> _EXERCISE DIRECTIONS_:
Set down, please, exactly the lines below that run from the line with "pub mod catalog_service;" to the line with "pub struct Section", both lines included.

Saved entries
◆ ◆ ◆

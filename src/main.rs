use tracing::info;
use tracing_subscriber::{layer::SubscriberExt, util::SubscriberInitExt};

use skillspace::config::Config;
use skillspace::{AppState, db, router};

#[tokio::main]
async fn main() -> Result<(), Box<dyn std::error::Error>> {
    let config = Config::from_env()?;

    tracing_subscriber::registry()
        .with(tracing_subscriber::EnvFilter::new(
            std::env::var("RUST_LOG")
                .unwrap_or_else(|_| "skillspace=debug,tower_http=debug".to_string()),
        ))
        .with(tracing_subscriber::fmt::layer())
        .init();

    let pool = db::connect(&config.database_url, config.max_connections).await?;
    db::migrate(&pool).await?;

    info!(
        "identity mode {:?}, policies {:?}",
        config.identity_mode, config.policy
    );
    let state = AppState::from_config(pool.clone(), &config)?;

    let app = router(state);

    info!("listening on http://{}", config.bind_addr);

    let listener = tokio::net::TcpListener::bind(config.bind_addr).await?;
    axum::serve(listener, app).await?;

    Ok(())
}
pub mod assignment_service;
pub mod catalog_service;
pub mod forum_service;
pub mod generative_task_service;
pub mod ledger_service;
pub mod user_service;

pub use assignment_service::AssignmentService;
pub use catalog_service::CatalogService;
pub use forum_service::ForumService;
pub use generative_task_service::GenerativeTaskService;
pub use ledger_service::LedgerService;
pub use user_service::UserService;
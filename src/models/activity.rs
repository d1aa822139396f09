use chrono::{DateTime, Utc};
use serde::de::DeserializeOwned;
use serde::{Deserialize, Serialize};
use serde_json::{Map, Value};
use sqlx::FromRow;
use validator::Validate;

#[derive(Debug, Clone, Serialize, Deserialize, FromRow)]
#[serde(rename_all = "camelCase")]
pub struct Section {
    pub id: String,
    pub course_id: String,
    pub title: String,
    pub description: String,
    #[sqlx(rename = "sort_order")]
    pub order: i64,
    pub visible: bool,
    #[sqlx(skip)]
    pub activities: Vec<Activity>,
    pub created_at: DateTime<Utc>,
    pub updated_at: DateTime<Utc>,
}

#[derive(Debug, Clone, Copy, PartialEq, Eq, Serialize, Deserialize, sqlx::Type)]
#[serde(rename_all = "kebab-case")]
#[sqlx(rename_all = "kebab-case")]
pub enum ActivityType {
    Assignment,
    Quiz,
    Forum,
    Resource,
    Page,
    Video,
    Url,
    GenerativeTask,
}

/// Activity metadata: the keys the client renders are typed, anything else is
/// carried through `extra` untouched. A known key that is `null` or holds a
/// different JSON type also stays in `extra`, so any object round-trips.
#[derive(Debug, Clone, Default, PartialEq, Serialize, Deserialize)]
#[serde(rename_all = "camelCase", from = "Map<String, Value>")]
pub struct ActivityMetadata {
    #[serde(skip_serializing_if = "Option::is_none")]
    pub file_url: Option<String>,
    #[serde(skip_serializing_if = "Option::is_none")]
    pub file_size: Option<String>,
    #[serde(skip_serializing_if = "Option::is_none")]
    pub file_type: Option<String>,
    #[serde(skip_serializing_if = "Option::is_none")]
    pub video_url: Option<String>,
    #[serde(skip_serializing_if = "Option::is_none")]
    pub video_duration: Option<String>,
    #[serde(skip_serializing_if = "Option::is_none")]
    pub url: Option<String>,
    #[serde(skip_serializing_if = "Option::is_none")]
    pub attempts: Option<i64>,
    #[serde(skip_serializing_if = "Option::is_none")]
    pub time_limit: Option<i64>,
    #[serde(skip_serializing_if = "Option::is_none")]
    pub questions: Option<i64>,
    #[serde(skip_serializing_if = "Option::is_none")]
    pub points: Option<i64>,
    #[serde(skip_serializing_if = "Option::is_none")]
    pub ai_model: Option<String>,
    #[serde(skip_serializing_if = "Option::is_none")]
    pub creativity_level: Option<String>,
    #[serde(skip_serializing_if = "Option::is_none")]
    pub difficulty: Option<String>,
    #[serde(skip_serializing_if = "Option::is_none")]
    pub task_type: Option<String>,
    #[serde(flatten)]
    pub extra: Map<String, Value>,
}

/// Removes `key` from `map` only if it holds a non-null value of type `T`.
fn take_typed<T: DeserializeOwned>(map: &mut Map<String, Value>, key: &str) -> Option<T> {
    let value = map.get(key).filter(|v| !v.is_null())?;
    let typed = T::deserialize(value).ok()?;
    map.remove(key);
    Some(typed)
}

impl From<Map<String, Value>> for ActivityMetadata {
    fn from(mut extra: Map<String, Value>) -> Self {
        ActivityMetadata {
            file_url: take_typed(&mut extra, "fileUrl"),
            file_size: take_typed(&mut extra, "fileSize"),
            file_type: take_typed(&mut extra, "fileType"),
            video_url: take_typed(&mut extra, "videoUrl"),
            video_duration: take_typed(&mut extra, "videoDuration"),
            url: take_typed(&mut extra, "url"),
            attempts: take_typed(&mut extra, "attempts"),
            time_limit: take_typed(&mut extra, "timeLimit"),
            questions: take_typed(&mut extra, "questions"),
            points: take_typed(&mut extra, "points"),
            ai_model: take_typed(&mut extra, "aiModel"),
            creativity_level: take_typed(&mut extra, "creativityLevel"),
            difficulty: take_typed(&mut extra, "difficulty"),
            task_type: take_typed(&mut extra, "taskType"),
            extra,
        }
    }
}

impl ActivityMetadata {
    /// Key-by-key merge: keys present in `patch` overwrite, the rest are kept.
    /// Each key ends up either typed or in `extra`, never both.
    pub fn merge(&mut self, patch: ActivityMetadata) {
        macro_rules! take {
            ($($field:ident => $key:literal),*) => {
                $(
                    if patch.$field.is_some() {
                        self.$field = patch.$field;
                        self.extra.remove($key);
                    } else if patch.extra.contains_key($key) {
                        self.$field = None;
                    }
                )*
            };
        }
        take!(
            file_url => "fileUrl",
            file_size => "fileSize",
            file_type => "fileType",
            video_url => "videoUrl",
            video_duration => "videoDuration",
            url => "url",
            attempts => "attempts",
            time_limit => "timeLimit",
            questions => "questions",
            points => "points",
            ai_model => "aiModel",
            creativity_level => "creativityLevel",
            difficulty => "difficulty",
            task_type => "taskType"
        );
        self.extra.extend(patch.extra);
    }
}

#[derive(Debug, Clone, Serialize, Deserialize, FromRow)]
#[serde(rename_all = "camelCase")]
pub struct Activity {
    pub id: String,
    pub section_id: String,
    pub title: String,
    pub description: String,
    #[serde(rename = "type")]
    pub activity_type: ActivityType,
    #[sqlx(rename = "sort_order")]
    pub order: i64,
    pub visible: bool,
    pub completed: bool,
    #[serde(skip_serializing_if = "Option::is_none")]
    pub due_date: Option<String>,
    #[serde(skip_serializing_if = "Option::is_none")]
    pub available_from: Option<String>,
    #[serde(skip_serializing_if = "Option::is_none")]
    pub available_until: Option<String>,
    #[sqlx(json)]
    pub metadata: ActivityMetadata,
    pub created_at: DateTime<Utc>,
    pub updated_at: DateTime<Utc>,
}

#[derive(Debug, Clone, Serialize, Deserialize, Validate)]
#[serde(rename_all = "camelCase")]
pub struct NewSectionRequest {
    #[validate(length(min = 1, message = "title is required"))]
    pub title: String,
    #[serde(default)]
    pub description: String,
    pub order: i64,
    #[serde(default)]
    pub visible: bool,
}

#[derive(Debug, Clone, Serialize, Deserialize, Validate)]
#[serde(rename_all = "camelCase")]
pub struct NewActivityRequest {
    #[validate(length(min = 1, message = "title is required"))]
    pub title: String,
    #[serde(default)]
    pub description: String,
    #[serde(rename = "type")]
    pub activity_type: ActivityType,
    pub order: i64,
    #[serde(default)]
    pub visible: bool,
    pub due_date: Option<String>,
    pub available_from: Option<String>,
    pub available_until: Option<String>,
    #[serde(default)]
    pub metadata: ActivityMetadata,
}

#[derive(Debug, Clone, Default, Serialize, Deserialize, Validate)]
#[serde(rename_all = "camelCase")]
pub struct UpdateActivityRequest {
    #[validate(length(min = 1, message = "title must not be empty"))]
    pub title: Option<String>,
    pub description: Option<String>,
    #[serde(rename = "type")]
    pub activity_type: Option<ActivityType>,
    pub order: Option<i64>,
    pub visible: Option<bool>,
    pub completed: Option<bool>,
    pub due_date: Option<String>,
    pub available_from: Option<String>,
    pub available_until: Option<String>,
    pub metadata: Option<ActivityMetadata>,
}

◆ ◆ ◆

> _THE ANSWER_:
pub mod catalog_service;
pub mod forum_service;
pub mod generative_task_service;
pub mod ledger_service;
pub mod user_service;

pub use assignment_service::AssignmentService;
pub use catalog_service::CatalogService;
pub use forum_service::ForumService;
pub use generative_task_service::GenerativeTaskService;
pub use ledger_service::LedgerService;
pub use user_service::UserService;
filename src/models/activity.rs
repository d1aa822139396f09
use chrono::{DateTime, Utc};
use serde::de::DeserializeOwned;
use serde::{Deserialize, Serialize};
use serde_json::{Map, Value};
use sqlx::FromRow;
use validator::Validate;

#[derive(Debug, Clone, Serialize, Deserialize, FromRow)]
#[serde(rename_all = "camelCase")]
pub struct Section {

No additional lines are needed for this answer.